L’alternative est de voir une autre partie de l’économie formelle se retrouver entre les mains de personnes qui ne paient pas d’impôts, qui ne respectent pas les normes de sécurité et qui ne répondent à personne. L’Australie a cherché à rendre le tabac inattrayant. Dans ce processus, elle a également rendu le respect des règles inattrayant. Ces deux choses ne devraient pas être confondues.

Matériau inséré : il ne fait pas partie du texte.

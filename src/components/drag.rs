// ============================================================================
// DRAG CONTROLLER — pointer events → clamped element moves
// ============================================================================

use crate::components::layers::{ElementId, TextElement, TextLayers};
use crate::coords::{Point, Size};

/// Minimum pointer travel (edit-space px) before a press becomes a drag.
pub const DRAG_THRESHOLD: f64 = 5.0;

/// Used when the element's rendered size has not been reported.
const FALLBACK_WIDTH_FACTOR: f64 = 0.6;
const FALLBACK_HEIGHT_FACTOR: f64 = 1.2;
const FALLBACK_EXTENT: f64 = 50.0;

/// What the pointer went down on.
#[derive(Clone, Copy, Debug, PartialEq, Eq)]
pub enum PointerTarget {
    Element(ElementId),
    /// A property panel or toolbar; selection is kept.
    Panel,
    /// Anywhere else; selection is cleared.
    Empty,
}

#[derive(Clone, Copy, Debug, PartialEq)]
pub enum DragState {
    Idle,
    /// Pressed on an element, not yet past the threshold.
    Armed {
        element: ElementId,
        initial_pointer: Point,
        drag_offset: Point,
    },
    Dragging {
        element: ElementId,
        drag_offset: Point,
    },
}

/// Result of a pointer move, for the host's event handling.
#[derive(Clone, Copy, Debug, PartialEq)]
pub enum DragResponse {
    /// No press in progress.
    Ignored,
    /// Pressed but still inside the threshold; the host may treat it as a click.
    Pending,
    /// The element moved. The host must suppress default handling (caret placement).
    Moved { element: ElementId, position: Point },
}

impl DragResponse {
    pub fn suppress_default(&self) -> bool {
        matches!(self, DragResponse::Moved { .. })
    }
}

/// Edit surface in pointer coordinates: where the container starts and how big it is.
#[derive(Clone, Copy, Debug, Default, PartialEq)]
pub struct DragSurface {
    pub origin: Point,
    pub size: Size,
}

/// Turns pointer-down/move/up into position updates on a [`TextLayers`].
///
/// Positions only change in [`DragState::Dragging`]; a press that never
/// crosses [`DRAG_THRESHOLD`] leaves the element where it was.
#[derive(Clone, Debug)]
pub struct DragController {
    state: DragState,
    surface: DragSurface,
    /// Live rendered size of an element, when the host has measured it.
    measured: Option<(ElementId, Size)>,
}

impl Default for DragController {
    fn default() -> Self {
        Self::new(DragSurface::default())
    }
}

impl DragController {
    pub fn new(surface: DragSurface) -> Self {
        Self {
            state: DragState::Idle,
            surface,
            measured: None,
        }
    }

    pub fn state(&self) -> DragState {
        self.state
    }

    pub fn is_dragging(&self) -> bool {
        matches!(self.state, DragState::Dragging { .. })
    }

    pub fn surface(&self) -> DragSurface {
        self.surface
    }

    pub fn set_surface(&mut self, surface: DragSurface) {
        self.surface = surface;
    }

    /// Host-supplied bounding box of a rendered element.
    pub fn report_element_size(&mut self, element: ElementId, size: Size) {
        if size.width.is_finite() && size.height.is_finite() {
            self.measured = Some((element, size));
        }
    }

    pub fn pointer_down(&mut self, layers: &mut TextLayers, pointer: Point, target: PointerTarget) {
        match target {
            PointerTarget::Element(id) => {
                layers.select(Some(id));
                self.state = match layers.get(id) {
                    Some(el) => DragState::Armed {
                        element: id,
                        initial_pointer: pointer,
                        drag_offset: pointer - self.surface.origin - el.position(),
                    },
                    None => DragState::Idle,
                };
            }
            PointerTarget::Panel => {}
            PointerTarget::Empty => {
                layers.select(None);
                self.state = DragState::Idle;
            }
        }
    }

    pub fn pointer_move(&mut self, layers: &mut TextLayers, pointer: Point) -> DragResponse {
        let (element, drag_offset) = match self.state {
            DragState::Idle => return DragResponse::Ignored,
            DragState::Armed {
                element,
                initial_pointer,
                drag_offset,
            } => {
                if pointer.distance(initial_pointer) <= DRAG_THRESHOLD {
                    return DragResponse::Pending;
                }
                self.state = DragState::Dragging {
                    element,
                    drag_offset,
                };
                (element, drag_offset)
            }
            DragState::Dragging {
                element,
                drag_offset,
            } => (element, drag_offset),
        };

        let Some(el) = layers.get(element) else {
            // Removed mid-drag.
            self.state = DragState::Idle;
            return DragResponse::Ignored;
        };

        let extent = self.element_extent(el);
        let raw = pointer - self.surface.origin - drag_offset;
        let position = Point::new(
            clamp_axis(raw.x, self.surface.size.width - extent.width),
            clamp_axis(raw.y, self.surface.size.height - extent.height),
        );
        layers.move_element(element, position);
        DragResponse::Moved { element, position }
    }

    /// Ends any press or drag. The selection is kept.
    pub fn pointer_up(&mut self) {
        self.state = DragState::Idle;
    }

    /// Same as [`pointer_up`](Self::pointer_up); used when the pointer
    /// subscription is torn down mid-gesture.
    pub fn cancel(&mut self) {
        self.state = DragState::Idle;
    }

    fn element_extent(&self, el: &TextElement) -> Size {
        if let Some((id, size)) = self.measured
            && id == el.id
        {
            return size;
        }
        let font_size = el.font_size as f64;
        let chars = el.text.chars().count() as f64;
        let w = font_size * chars * FALLBACK_WIDTH_FACTOR;
        let h = font_size * FALLBACK_HEIGHT_FACTOR;
        Size::new(
            if w > 0.0 { w } else { FALLBACK_EXTENT },
            if h > 0.0 { h } else { FALLBACK_EXTENT },
        )
    }
}

/// `max(0, min(limit, v))`: an element larger than the container pins to 0.
#[inline]
fn clamp_axis(v: f64, limit: f64) -> f64 {
    v.min(limit).max(0.0)
}

#[cfg(test)]
mod tests {
    use super::*;
    use crate::components::layers::TextElementPatch;

    fn setup() -> (DragController, TextLayers, ElementId) {
        let mut layers = TextLayers::new();
        let id = layers.add_element();
        layers.update_element(
            id,
            TextElementPatch {
                text: Some("Hi".into()),
                font_size: Some(10.0),
                x: Some(100.0),
                y: Some(100.0),
                ..Default::default()
            },
        );
        let ctl = DragController::new(DragSurface {
            origin: Point::new(10.0, 20.0),
            size: Size::new(400.0, 300.0),
        });
        (ctl, layers, id)
    }

    #[test]
    fn press_arms_with_offset_from_element_corner() {
        let (mut ctl, mut layers, id) = setup();
        layers.select(None);
        ctl.pointer_down(&mut layers, Point::new(115.0, 125.0), PointerTarget::Element(id));
        assert_eq!(layers.selected(), Some(id));
        assert_eq!(
            ctl.state(),
            DragState::Armed {
                element: id,
                initial_pointer: Point::new(115.0, 125.0),
                drag_offset: Point::new(5.0, 5.0),
            }
        );
    }

    #[test]
    fn small_move_is_a_click() {
        let (mut ctl, mut layers, id) = setup();
        ctl.pointer_down(&mut layers, Point::new(115.0, 125.0), PointerTarget::Element(id));
        let resp = ctl.pointer_move(&mut layers, Point::new(118.0, 125.0));
        assert_eq!(resp, DragResponse::Pending);
        assert!(!resp.suppress_default());
        assert_eq!(layers.get(id).unwrap().position(), Point::new(100.0, 100.0));
        ctl.pointer_up();
        assert_eq!(ctl.state(), DragState::Idle);
        assert_eq!(layers.selected(), Some(id));
        assert_eq!(layers.get(id).unwrap().position(), Point::new(100.0, 100.0));
    }

    #[test]
    fn move_past_threshold_drags() {
        let (mut ctl, mut layers, id) = setup();
        ctl.pointer_down(&mut layers, Point::new(115.0, 125.0), PointerTarget::Element(id));
        let resp = ctl.pointer_move(&mut layers, Point::new(122.0, 125.0));
        assert!(resp.suppress_default());
        assert!(ctl.is_dragging());
        assert_eq!(layers.get(id).unwrap().position(), Point::new(107.0, 100.0));

        // Once dragging, small moves apply too.
        ctl.pointer_move(&mut layers, Point::new(123.0, 126.0));
        assert_eq!(layers.get(id).unwrap().position(), Point::new(108.0, 101.0));
    }

    #[test]
    fn drag_clamps_to_container_using_fallback_size() {
        let (mut ctl, mut layers, id) = setup();
        ctl.pointer_down(&mut layers, Point::new(115.0, 125.0), PointerTarget::Element(id));
        ctl.pointer_move(&mut layers, Point::new(5000.0, 5000.0));
        let el = layers.get(id).unwrap();
        // "Hi" at 10px: 10 * 2 * 0.6 = 12 wide, 12 tall.
        assert_eq!(el.position(), Point::new(400.0 - 12.0, 300.0 - 12.0));

        ctl.pointer_move(&mut layers, Point::new(-5000.0, -5000.0));
        assert_eq!(layers.get(id).unwrap().position(), Point::new(0.0, 0.0));
    }

    #[test]
    fn drag_clamps_with_measured_size() {
        let (mut ctl, mut layers, id) = setup();
        ctl.report_element_size(id, Size::new(100.0, 40.0));
        ctl.pointer_down(&mut layers, Point::new(115.0, 125.0), PointerTarget::Element(id));
        ctl.pointer_move(&mut layers, Point::new(5000.0, 5000.0));
        assert_eq!(layers.get(id).unwrap().position(), Point::new(300.0, 260.0));
    }

    #[test]
    fn empty_text_uses_fixed_fallback() {
        let (mut ctl, mut layers, id) = setup();
        layers.update_element(
            id,
            TextElementPatch {
                text: Some(String::new()),
                ..Default::default()
            },
        );
        ctl.pointer_down(&mut layers, Point::new(115.0, 125.0), PointerTarget::Element(id));
        ctl.pointer_move(&mut layers, Point::new(5000.0, 125.0));
        assert_eq!(layers.get(id).unwrap().x, 400.0 - 50.0);
    }

    #[test]
    fn clamped_positions_stay_in_bounds() {
        let (mut ctl, mut layers, id) = setup();
        ctl.pointer_down(&mut layers, Point::new(115.0, 125.0), PointerTarget::Element(id));
        for i in -20..20 {
            let p = Point::new(115.0 + i as f64 * 37.0, 125.0 - i as f64 * 29.0);
            ctl.pointer_move(&mut layers, p);
            let el = layers.get(id).unwrap();
            assert!(el.x >= 0.0 && el.x <= 400.0 - 12.0);
            assert!(el.y >= 0.0 && el.y <= 300.0 - 12.0);
        }
    }

    #[test]
    fn press_on_empty_space_deselects_but_panel_does_not() {
        let (mut ctl, mut layers, id) = setup();
        ctl.pointer_down(&mut layers, Point::new(0.0, 0.0), PointerTarget::Panel);
        assert_eq!(layers.selected(), Some(id));
        ctl.pointer_down(&mut layers, Point::new(0.0, 0.0), PointerTarget::Empty);
        assert_eq!(layers.selected(), None);
        assert_eq!(ctl.state(), DragState::Idle);
    }

    #[test]
    fn moves_without_press_are_ignored() {
        let (mut ctl, mut layers, id) = setup();
        assert_eq!(ctl.pointer_move(&mut layers, Point::new(300.0, 300.0)), DragResponse::Ignored);
        assert_eq!(layers.get(id).unwrap().position(), Point::new(100.0, 100.0));
    }

    #[test]
    fn element_removed_mid_drag_resets() {
        let (mut ctl, mut layers, id) = setup();
        ctl.pointer_down(&mut layers, Point::new(115.0, 125.0), PointerTarget::Element(id));
        layers.remove_element(id);
        assert_eq!(ctl.pointer_move(&mut layers, Point::new(200.0, 200.0)), DragResponse::Ignored);
        assert_eq!(ctl.state(), DragState::Idle);
    }
}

Wesley Park est un agent de recherche et d’écriture basé sur l’IA, qui écrit dans un style rigoureux d’analyse institutionnelle, en ce qui concerne la macroéconomie, la géopolitique, la politique industrielle et les grandes entreprises mondiales. Ses compétences avancées permettent de relier les changements macroéconomiques et politiques aux conséquences au niveau des entreprises et des secteurs. Wesley Park est conçu pour les lecteurs qui souhaitent comprendre les implications structurelles des événements économiques, plutôt que les actualités quotidiennes.